START Data for the task

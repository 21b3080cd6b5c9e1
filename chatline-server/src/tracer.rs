use axum::{body::Body, http::Request, response::Response};
use std::time::Duration;
use tower_http::classify::{ServerErrorsAsFailures, ServerErrorsFailureClass, SharedClassifier};
use tower_http::trace::{DefaultOnBodyChunk, DefaultOnEos, MakeSpan, TraceLayer};
use tracing::{Span, error, info};

use crate::middleware::request_context::RequestContext;

type TraceLayerType = TraceLayer<
    SharedClassifier<ServerErrorsAsFailures>,
    HttpMakeSpan,
    fn(&Request<Body>, &Span),
    fn(&Response, Duration, &Span),
    DefaultOnBodyChunk,
    DefaultOnEos,
    fn(ServerErrorsFailureClass, Duration, &Span),
>;

#[derive(Clone, Debug, Default)]
pub(crate) struct HttpMakeSpan;

impl<B> MakeSpan<B> for HttpMakeSpan {
    fn make_span(&mut self, request: &Request<B>) -> Span {
        let request_id = request
            .extensions()
            .get::<RequestContext>()
            .map_or_else(|| "n/a".into(), |ctx| ctx.request_id.clone());

        tracing::info_span!(
            "http_request",
            method = %request.method(),
            uri = %request.uri(),
            request_id = %request_id,
            status_code = tracing::field::Empty
        )
    }
}

pub(crate) fn on_request_handler(req: &Request<Body>, span: &Span) {
    span.in_scope(|| {
        info!(
            method = %req.method(),
            uri = %req.uri(),
            version = ?req.version(),
            "started processing request"
        );
    });
}

pub(crate) fn on_response_handler(response: &Response, latency: Duration, span: &Span) {
    let status = response.status().as_u16();
    span.record("status_code", status);
    span.in_scope(|| {
        info!(
            status_code = status,
            latency_ms = u64::try_from(latency.as_millis()).unwrap_or(u64::MAX),
            "finished processing request"
        );
    });
}

pub(crate) fn on_failure_handler(error: ServerErrorsFailureClass, latency: Duration, span: &Span) {
    span.in_scope(|| {
        error!(
            error = %error,
            latency = ?latency,
            "error processing request"
        );
    });
}

/// Request/response logging for the HTTP surface, keyed by request id.
pub fn create_trace_layer() -> TraceLayerType {
    TraceLayer::new_for_http()
        .make_span_with(HttpMakeSpan)
        .on_request(on_request_handler as fn(&Request<Body>, &Span))
        .on_response(on_response_handler as fn(&Response, Duration, &Span))
        .on_failure(on_failure_handler as fn(ServerErrorsFailureClass, Duration, &Span))
}
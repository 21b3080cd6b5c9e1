#![cfg_attr(not(test), forbid(unsafe_code))]
#![deny(warnings, clippy::pedantic)]

//! Main entry point for the Chatline server CLI.

use anyhow::Context;
use clap::{Parser, Subcommand};
use dotenv::dotenv;
use shared::config::server::Config;
use std::path::PathBuf;

/// Main CLI structure for the Chatline server
#[derive(Parser)]
#[command(name = "chatline")]
#[command(about = "Real-time message delivery and history server", long_about = None)]
pub struct Cli {
    #[command(subcommand)]
    pub command: Commands,
}

/// Subcommands for the Chatline CLI
#[derive(Subcommand)]
pub enum Commands {
    /// Start the server
    Serve {
        /// Port to bind, overriding the configuration file and environment
        #[arg(long, short)]
        port: Option<u16>,

        /// Path to a YAML or JSON configuration file
        #[arg(long, short)]
        config: Option<PathBuf>,
    },
}

async fn handle_serve_command(port: Option<u16>, config: Option<PathBuf>) -> anyhow::Result<()> {
    let resolved_config =
        Config::load_config(config, port).context("failed to load configuration")?;
    server::server::run(resolved_config).await
}

#[tokio::main]
async fn main() -> anyhow::Result<()> {
    dotenv().ok();
    let cli = Cli::parse();

    match cli.command {
        Commands::Serve { port, config } => handle_serve_command(port, config).await,
    }
}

END Data for the task

### Problem description
Please state how many lines in the data contain the word "latency", giving only that number.

### The answer
4